Es imposible predecir qué ocurrirá, pero por ahora el Presidente no debería hacerse ninguna ilusión: la oposición no le dejará pasar nada, precisamente porque percibe que podría ponerse en riesgo aquello que considera un triunfo histórico. No debe olvidarse de que la gran mayoría de la oposición votó favorablemente la destitución del Presidente. También cabe recordar que, hace unos meses, el entonces Presidente del senado instó a Sebastián Piñera a aceptar un parlamentarismo de facto, que equivalía a una rendición incondicional. La oposición no ha dejado de realizar intentos por avanzar en esa dirección, y los proyectos de ley abiertamente inconstitucionales se inscriben perfectamente en esa estrategia.

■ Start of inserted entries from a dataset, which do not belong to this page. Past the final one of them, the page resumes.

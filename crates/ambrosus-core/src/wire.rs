//! Canonical wire encoding of assets and events.
//!
//! ```text
//! {
//!   "<assetId|eventId>"?: "...",
//!   "content": {
//!     "idData": { identity fields, "dataHash"? },
//!     "data"?: [ sections ],
//!     "signature": "0x..."
//!   },
//!   "metadata"?: { "bundleId": "...", "entityUploadTimestamp": N }
//! }
//! ```
//!
//! The signature covers the canonical text of `idData` only. An event's
//! `dataHash` covers the canonical text of its `data` array. Bodies produced
//! here are canonical as a whole, so they are byte-stable across runs.

use ambrosus_canonical::{
    canonical_string, canonicalize, element_with_path, hash_hex, verify, Address, CryptoError,
    HexDigest, HexSignature, Signer,
};
use serde_json::{json, Map, Value};

use crate::asset::{AssetBuilder, AssetRecord};
use crate::errors::WireError;
use crate::event::{EventBuilder, EventRecord};
use crate::event_data::EventData;
use crate::registry::SectionRegistry;
use crate::shared::MetaData;

const ACCESS_LEVEL: &str = "accessLevel";
const ASSET_ID: &str = "assetId";
const CONTENT: &str = "content";
const CREATED_BY: &str = "createdBy";
const DATA: &str = "data";
const DATA_HASH: &str = "dataHash";
const EVENT_ID: &str = "eventId";
const ID_DATA: &str = "idData";
const META_DATA: &str = "metadata";
const SEQUENCE_NUMBER: &str = "sequenceNumber";
const SIGNATURE: &str = "signature";
const TIMESTAMP: &str = "timestamp";

/// Content hash of a list of sections.
pub fn compute_data_hash(data: &[EventData]) -> HexDigest {
    compute_data_hash_of_value(&data_array(data))
}

/// Content hash of a raw `data` array as received on the wire.
pub fn compute_data_hash_of_value(data: &Value) -> HexDigest {
    hash_hex(&canonical_string(data))
}

/// Signs the canonical text of `id_data`.
pub fn compute_signature(id_data: &Value, signer: &Signer) -> Result<HexSignature, CryptoError> {
    signer.sign(&canonical_string(id_data))
}

/// Canonical `idData` of an asset: `createdBy`, `sequenceNumber`, `timestamp`.
pub fn asset_id_data(asset: &AssetRecord) -> Result<Value, WireError> {
    let created_by = asset.created_by().ok_or(WireError::MissingField(CREATED_BY))?;
    let sequence_number = asset
        .sequence_number()
        .ok_or(WireError::MissingField(SEQUENCE_NUMBER))?;
    let timestamp = asset.timestamp().ok_or(WireError::MissingField(TIMESTAMP))?;

    Ok(canonicalize(&json!({
        CREATED_BY: created_by,
        SEQUENCE_NUMBER: sequence_number,
        TIMESTAMP: timestamp,
    })))
}

/// Canonical `idData` of an event, computing `dataHash` when the event has none.
pub fn event_id_data(event: &EventRecord) -> Result<Value, WireError> {
    let created_by = event.created_by().ok_or(WireError::MissingField(CREATED_BY))?;
    let timestamp = event.timestamp().ok_or(WireError::MissingField(TIMESTAMP))?;
    let data_hash = match event.data_hash() {
        Some(hash) => hash.clone(),
        None => {
            let hash = compute_data_hash(event.data());
            tracing::debug!(data_hash = %hash, "computed missing event data hash");
            hash
        }
    };

    Ok(canonicalize(&json!({
        ACCESS_LEVEL: event.access_level(),
        ASSET_ID: event.asset_id(),
        CREATED_BY: created_by,
        DATA_HASH: data_hash,
        TIMESTAMP: timestamp,
    })))
}

/// Wire body of an asset.
///
/// `signer` is only used when the asset carries no signature yet.
pub fn serialize_asset(asset: &AssetRecord, signer: Option<&Signer>) -> Result<Value, WireError> {
    let id_data = asset_id_data(asset)?;
    let signature = existing_or_new_signature(asset.signature(), &id_data, signer)?;

    let mut body = Map::new();
    if let Some(id) = asset.id() {
        body.insert(ASSET_ID.into(), Value::from(id));
    }
    body.insert(
        CONTENT.into(),
        json!({ ID_DATA: id_data, SIGNATURE: signature }),
    );
    insert_metadata(&mut body, asset.metadata())?;
    Ok(canonicalize(&Value::Object(body)))
}

/// Wire body of an event.
///
/// `signer` is only used when the event carries no signature yet.
pub fn serialize_event(event: &EventRecord, signer: Option<&Signer>) -> Result<Value, WireError> {
    let id_data = event_id_data(event)?;
    let signature = existing_or_new_signature(event.signature(), &id_data, signer)?;

    let mut body = Map::new();
    if let Some(id) = event.id() {
        body.insert(EVENT_ID.into(), Value::from(id));
    }
    body.insert(
        CONTENT.into(),
        json!({
            ID_DATA: id_data,
            DATA: data_array(event.data()),
            SIGNATURE: signature,
        }),
    );
    insert_metadata(&mut body, event.metadata())?;
    Ok(canonicalize(&Value::Object(body)))
}

/// Decodes an asset body. Attached events are not part of the asset wire form.
pub fn try_deserialize_asset(body: &Value) -> Result<AssetRecord, WireError> {
    let body = body
        .as_object()
        .ok_or_else(|| WireError::invalid("body", "not a json object"))?;
    let content = object_field(body, CONTENT)?;
    let id_data = object_field(content, ID_DATA)?;

    let mut builder = AssetBuilder::new()
        .created_by(Address::new(required_str(id_data, CREATED_BY)?))
        .timestamp(required_u64(id_data, TIMESTAMP)?)
        .sequence_number(required_u32(id_data, SEQUENCE_NUMBER)?);
    builder.id = optional_str(body, ASSET_ID)?;
    builder.signature = optional_str(content, SIGNATURE)?.map(HexSignature::new);
    builder.metadata = optional_metadata(body)?;
    Ok(builder.build())
}

/// Decodes an event body, resolving sections through `registry`.
///
/// Sections that fail to decode are dropped with a warning; the rest of the
/// event is still returned.
pub fn try_deserialize_event(
    body: &Value,
    registry: &SectionRegistry,
) -> Result<EventRecord, WireError> {
    let body = body
        .as_object()
        .ok_or_else(|| WireError::invalid("body", "not a json object"))?;
    let content = object_field(body, CONTENT)?;
    let id_data = object_field(content, ID_DATA)?;

    let mut builder = EventBuilder::new()
        .asset_id(required_str(id_data, ASSET_ID)?)
        .created_by(Address::new(required_str(id_data, CREATED_BY)?))
        .timestamp(required_u64(id_data, TIMESTAMP)?)
        .access_level(required_u32(id_data, ACCESS_LEVEL)?)
        .add_all_data(registry.decode_array(content.get(DATA).unwrap_or(&Value::Null)));
    builder.id = optional_str(body, EVENT_ID)?;
    builder.data_hash = optional_str(id_data, DATA_HASH)?.map(HexDigest::new);
    builder.signature = optional_str(content, SIGNATURE)?.map(HexSignature::new);
    builder.metadata = optional_metadata(body)?;

    builder
        .build()
        .map_err(|_| WireError::MissingField(ASSET_ID))
}

/// Like [`try_deserialize_asset`], logging the failure and returning `None`.
pub fn deserialize_asset(body: &Value) -> Option<AssetRecord> {
    try_deserialize_asset(body)
        .map_err(|err| tracing::warn!(error = %err, "could not decode asset"))
        .ok()
}

/// Like [`try_deserialize_event`], logging the failure and returning `None`.
pub fn deserialize_event(body: &Value, registry: &SectionRegistry) -> Option<EventRecord> {
    try_deserialize_event(body, registry)
        .map_err(|err| tracing::warn!(error = %err, "could not decode event"))
        .ok()
}

/// Whether the asset's signature recovers to its creator. False when either is absent.
pub fn verify_asset_signature(asset: &AssetRecord) -> bool {
    match (asset_id_data(asset), asset.signature(), asset.created_by()) {
        (Ok(id_data), Some(signature), Some(created_by)) => verify(
            &canonical_string(&id_data),
            created_by.as_str(),
            signature.as_str(),
        ),
        _ => false,
    }
}

/// Whether the event's signature recovers to its creator. False when either is absent.
pub fn verify_event_signature(event: &EventRecord) -> bool {
    match (event_id_data(event), event.signature(), event.created_by()) {
        (Ok(id_data), Some(signature), Some(created_by)) => verify(
            &canonical_string(&id_data),
            created_by.as_str(),
            signature.as_str(),
        ),
        _ => false,
    }
}

/// Whether the event's stored `dataHash` matches its sections. False when absent.
pub fn verify_data_hash(event: &EventRecord) -> bool {
    event
        .data_hash()
        .is_some_and(|stored| *stored == compute_data_hash(event.data()))
}

/// Checks `content.signature` against `content.idData` of a raw asset or event body.
pub fn verify_wire_signature(body: &Value) -> bool {
    let id_data = element_with_path(body, "content|idData", '|');
    let created_by = element_with_path(body, "content|idData|createdBy", '|').and_then(Value::as_str);
    let signature = element_with_path(body, "content|signature", '|').and_then(Value::as_str);

    match (id_data, created_by, signature) {
        (Some(id_data), Some(created_by), Some(signature)) => {
            verify(&canonical_string(id_data), created_by, signature)
        }
        _ => false,
    }
}

/// Checks `content.idData.dataHash` against `content.data` of a raw event body.
pub fn verify_wire_data_hash(body: &Value) -> bool {
    let data = element_with_path(body, "content|data", '|');
    let stored = element_with_path(body, "content|idData|dataHash", '|').and_then(Value::as_str);

    match (data, stored) {
        (Some(data), Some(stored)) => compute_data_hash_of_value(data).as_str() == stored,
        _ => false,
    }
}

fn data_array(data: &[EventData]) -> Value {
    Value::Array(data.iter().map(EventData::to_json).collect())
}

fn existing_or_new_signature(
    existing: Option<&HexSignature>,
    id_data: &Value,
    signer: Option<&Signer>,
) -> Result<HexSignature, WireError> {
    match (existing, signer) {
        (Some(signature), _) => Ok(signature.clone()),
        (None, Some(signer)) => {
            let signature = compute_signature(id_data, signer)?;
            tracing::debug!(signer = %signer.address(), "computed missing signature");
            Ok(signature)
        }
        (None, None) => Err(WireError::MissingSigner),
    }
}

fn insert_metadata(body: &mut Map<String, Value>, metadata: Option<&MetaData>) -> Result<(), WireError> {
    if let Some(metadata) = metadata {
        body.insert(META_DATA.into(), serde_json::to_value(metadata)?);
    }
    Ok(())
}

fn object_field<'a>(
    object: &'a Map<String, Value>,
    field: &'static str,
) -> Result<&'a Map<String, Value>, WireError> {
    match object.get(field) {
        None | Some(Value::Null) => Err(WireError::MissingField(field)),
        Some(Value::Object(inner)) => Ok(inner),
        Some(_) => Err(WireError::invalid(field, "not a json object")),
    }
}

fn optional_str(object: &Map<String, Value>, field: &'static str) -> Result<Option<String>, WireError> {
    match object.get(field) {
        None | Some(Value::Null) => Ok(None),
        Some(Value::String(s)) => Ok(Some(s.clone())),
        Some(_) => Err(WireError::invalid(field, "not a string")),
    }
}

fn required_str(object: &Map<String, Value>, field: &'static str) -> Result<String, WireError> {
    optional_str(object, field)?.ok_or(WireError::MissingField(field))
}

fn required_u64(object: &Map<String, Value>, field: &'static str) -> Result<u64, WireError> {
    match object.get(field) {
        None | Some(Value::Null) => Err(WireError::MissingField(field)),
        Some(value) => value
            .as_u64()
            .ok_or_else(|| WireError::invalid(field, format!("{value} is not a non-negative integer"))),
    }
}

fn required_u32(object: &Map<String, Value>, field: &'static str) -> Result<u32, WireError> {
    let value = required_u64(object, field)?;
    u32::try_from(value).map_err(|_| WireError::invalid(field, format!("{value} does not fit in 32 bits")))
}

fn optional_metadata(body: &Map<String, Value>) -> Result<Option<MetaData>, WireError> {
    match body.get(META_DATA) {
        None | Some(Value::Null) => Ok(None),
        Some(value) => Ok(Some(serde_json::from_value(value.clone())?)),
    }
}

A estas alturas, nadie debería engañarse respecto del verdadero objetivo de gran parte de la centroizquierda, que excede la persona de Sebastián Piñera. Su idea es horadar progresivamente el equilibrio institucional consagrado en la Carta Magna (que todos se comprometieron a respetar en el acuerdo del 15 de noviembre), con el fin de tener una mejor posición negociadora de cara a la eventual nueva Constitución. En este punto, desaparecen los desacuerdos, incluso si se trata de estatizar los fondos de pensiones. No hay líderes, no hay ideas, no hay ninguna articulación política digna de ese nombre, pero sí hay una voluntad férrea que busca debilitar la institución presidencial —de allí los reclamos de Ricardo Lagos, que algo entiende de esto—. Es la vieja fronda de los partidos que aspira a una maniobra extraordinariamente hábil: utilizar en su favor toda la rabia acumulada contra la clase política. Nadie sabe para quién trabaja.

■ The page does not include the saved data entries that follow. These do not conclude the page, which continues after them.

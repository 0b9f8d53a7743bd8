use std::collections::HashSet;

use ambrosus_canonical::{Address, HexSignature};

use crate::errors::IndexError;
use crate::event::{EventRecord, SectionRef};
use crate::event_data::{SectionKind, TypedSection};
use crate::shared::MetaData;
use crate::type_index::{resolve_index, TypeIndex};

/// Location of a section inside an asset: event position, then section position.
#[derive(Debug, Clone, Copy, PartialEq, Eq, Hash)]
pub struct SectionAddr {
    /// Position of the event in [`AssetRecord::events`].
    pub event: usize,
    /// Position of the section in that event's data.
    pub section: usize,
}

/// Immutable asset with its attached events.
///
/// Events are sorted by timestamp, newest first, when the asset is built;
/// events with equal timestamps keep their relative order. The section index
/// spans every event in that order.
#[derive(Debug, Clone)]
pub struct AssetRecord {
    id: Option<String>,
    created_by: Option<Address>,
    timestamp: Option<u64>,
    sequence_number: Option<u32>,
    signature: Option<HexSignature>,
    events: Vec<EventRecord>,
    metadata: Option<MetaData>,
    index: TypeIndex<SectionAddr>,
}

impl AssetRecord {
    /// Network-assigned asset id.
    pub fn id(&self) -> Option<&str> {
        self.id.as_deref()
    }

    /// Creator address.
    pub fn created_by(&self) -> Option<&Address> {
        self.created_by.as_ref()
    }

    /// Unix timestamp in seconds.
    pub fn timestamp(&self) -> Option<u64> {
        self.timestamp
    }

    /// Session sequence number used at creation.
    pub fn sequence_number(&self) -> Option<u32> {
        self.sequence_number
    }

    /// Signature over the identity fields, when known.
    pub fn signature(&self) -> Option<&HexSignature> {
        self.signature.as_ref()
    }

    /// Events, newest first.
    pub fn events(&self) -> &[EventRecord] {
        &self.events
    }

    /// Bundle metadata set by the network.
    pub fn metadata(&self) -> Option<&MetaData> {
        self.metadata.as_ref()
    }

    /// Type index over every section of every event.
    pub fn type_index(&self) -> &TypeIndex<SectionAddr> {
        &self.index
    }

    fn section_ref(&self, addr: SectionAddr) -> SectionRef<'_> {
        SectionRef::new(&self.events[addr.event], addr.section)
    }

    /// Every section of `kind` across all events, each linked to its event.
    pub fn sections_of_kind(&self, kind: &SectionKind) -> Vec<SectionRef<'_>> {
        self.index
            .bucket(kind)
            .iter()
            .map(|&addr| self.section_ref(addr))
            .collect()
    }

    /// The `index`-th section of `kind` across all events.
    pub fn section_ref_at(
        &self,
        kind: &SectionKind,
        index: isize,
    ) -> Result<SectionRef<'_>, IndexError> {
        let addr = self.index.position(kind, index)?;
        Ok(self.section_ref(addr))
    }

    /// Every section of type `T`, newest event first.
    pub fn sections_of<T: TypedSection>(&self) -> Vec<&T> {
        self.sections_of_kind(&T::kind())
            .into_iter()
            .filter_map(|section| section.downcast::<T>())
            .collect()
    }

    /// First section of type `T`.
    pub fn first_of<T: TypedSection>(&self) -> Option<&T> {
        self.sections_of::<T>().first().copied()
    }

    /// Last section of type `T`.
    pub fn last_of<T: TypedSection>(&self) -> Option<&T> {
        self.sections_of::<T>().last().copied()
    }

    /// The `index`-th section of type `T`; negative indices count from the end.
    pub fn section_at<T: TypedSection>(&self, index: isize) -> Result<&T, IndexError> {
        let sections = self.sections_of::<T>();
        resolve_index(index, sections.len())
            .map(|i| sections[i])
            .ok_or_else(|| IndexError::OutOfRange {
                kind: T::kind().to_string(),
                index,
                len: sections.len(),
            })
    }

    /// Whether any event carries a section of type `T`.
    pub fn has_data_of<T: TypedSection>(&self) -> bool {
        !self.sections_of::<T>().is_empty()
    }

    /// Distinct events owning at least one section of type `T`, newest first.
    pub fn events_containing<T: TypedSection>(&self) -> Vec<&EventRecord> {
        let mut seen = HashSet::new();
        self.index
            .bucket(&T::kind())
            .iter()
            .filter(|addr| T::downcast(&self.events[addr.event].data()[addr.section]).is_some())
            .filter(|addr| seen.insert(addr.event))
            .map(|addr| &self.events[addr.event])
            .collect()
    }
}

impl PartialEq for AssetRecord {
    fn eq(&self, other: &Self) -> bool {
        self.id == other.id
            && self.created_by == other.created_by
            && self.timestamp == other.timestamp
            && self.sequence_number == other.sequence_number
            && self.signature == other.signature
            && self.events == other.events
            && self.metadata == other.metadata
    }
}

/// Mutable staging area for an [`AssetRecord`].
#[derive(Debug, Clone, Default, PartialEq)]
pub struct AssetBuilder {
    /// Network-assigned asset id.
    pub id: Option<String>,
    /// Creator address.
    pub created_by: Option<Address>,
    /// Unix timestamp in seconds.
    pub timestamp: Option<u64>,
    /// Session sequence number.
    pub sequence_number: Option<u32>,
    /// Precomputed signature.
    pub signature: Option<HexSignature>,
    /// Attached events, in any order.
    pub events: Vec<EventRecord>,
    /// Network metadata.
    pub metadata: Option<MetaData>,
}

impl AssetBuilder {
    /// Empty builder.
    pub fn new() -> Self {
        Self::default()
    }

    /// Builder seeded with every field of `asset`.
    pub fn from_existing(asset: &AssetRecord) -> Self {
        Self {
            id: asset.id.clone(),
            created_by: asset.created_by.clone(),
            timestamp: asset.timestamp,
            sequence_number: asset.sequence_number,
            signature: asset.signature.clone(),
            events: asset.events.clone(),
            metadata: asset.metadata.clone(),
        }
    }

    /// Sets the asset id.
    pub fn id(mut self, id: impl Into<String>) -> Self {
        self.id = Some(id.into());
        self
    }

    /// Sets the creator.
    pub fn created_by(mut self, address: impl Into<Address>) -> Self {
        self.created_by = Some(address.into());
        self
    }

    /// Sets the timestamp.
    pub fn timestamp(mut self, timestamp: u64) -> Self {
        self.timestamp = Some(timestamp);
        self
    }

    /// Sets the sequence number.
    pub fn sequence_number(mut self, sequence_number: u32) -> Self {
        self.sequence_number = Some(sequence_number);
        self
    }

    /// Sets a precomputed signature.
    pub fn signature(mut self, signature: impl Into<HexSignature>) -> Self {
        self.signature = Some(signature.into());
        self
    }

    /// Attaches one event.
    pub fn add_event(mut self, event: EventRecord) -> Self {
        self.events.push(event);
        self
    }

    /// Attaches several events.
    pub fn add_all_events(mut self, events: impl IntoIterator<Item = EventRecord>) -> Self {
        self.events.extend(events);
        self
    }

    /// Sets network metadata.
    pub fn metadata(mut self, metadata: MetaData) -> Self {
        self.metadata = Some(metadata);
        self
    }

    /// Sorts the events and freezes the asset.
    pub fn build(self) -> AssetRecord {
        let mut events = self.events;
        // Stable: equal timestamps keep insertion order.
        events.sort_by(|a, b| b.timestamp().cmp(&a.timestamp()));

        let index = TypeIndex::build(events.iter().enumerate().flat_map(|(event, record)| {
            record
                .data()
                .iter()
                .enumerate()
                .map(move |(section, data)| (data.kind(), SectionAddr { event, section }))
        }));

        AssetRecord {
            id: self.id,
            created_by: self.created_by,
            timestamp: self.timestamp,
            sequence_number: self.sequence_number,
            signature: self.signature,
            events,
            metadata: self.metadata,
            index,
        }
    }
}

En ese contexto, el Gobierno no se puede permitir el más mínimo error, porque su margen de maniobra es muy escaso. Muy pronto entraremos en un largo período de febrilidad electoral, que nunca es cómodo para el Ejecutivo. No obstante, uno esperaría que en Palacio hubiera alguna conciencia de aquello que está en juego. Hay muchas, demasiadas, definiciones institucionales que serán decisivas para el Chile del futuro, y cada gesto del Gobierno juega un papel. Por eso resulta tan extraño que el primer mandatario remita constantemente a motivos económicos, y que no sepa tomar la altura que las circunstancias exigen. Mientras el propio Presidente no tome conciencia de lo que está en entredicho, no podrá defender aquello que está siendo atacado: la Presidencia de la República, tal y como la conocemos hasta ahora.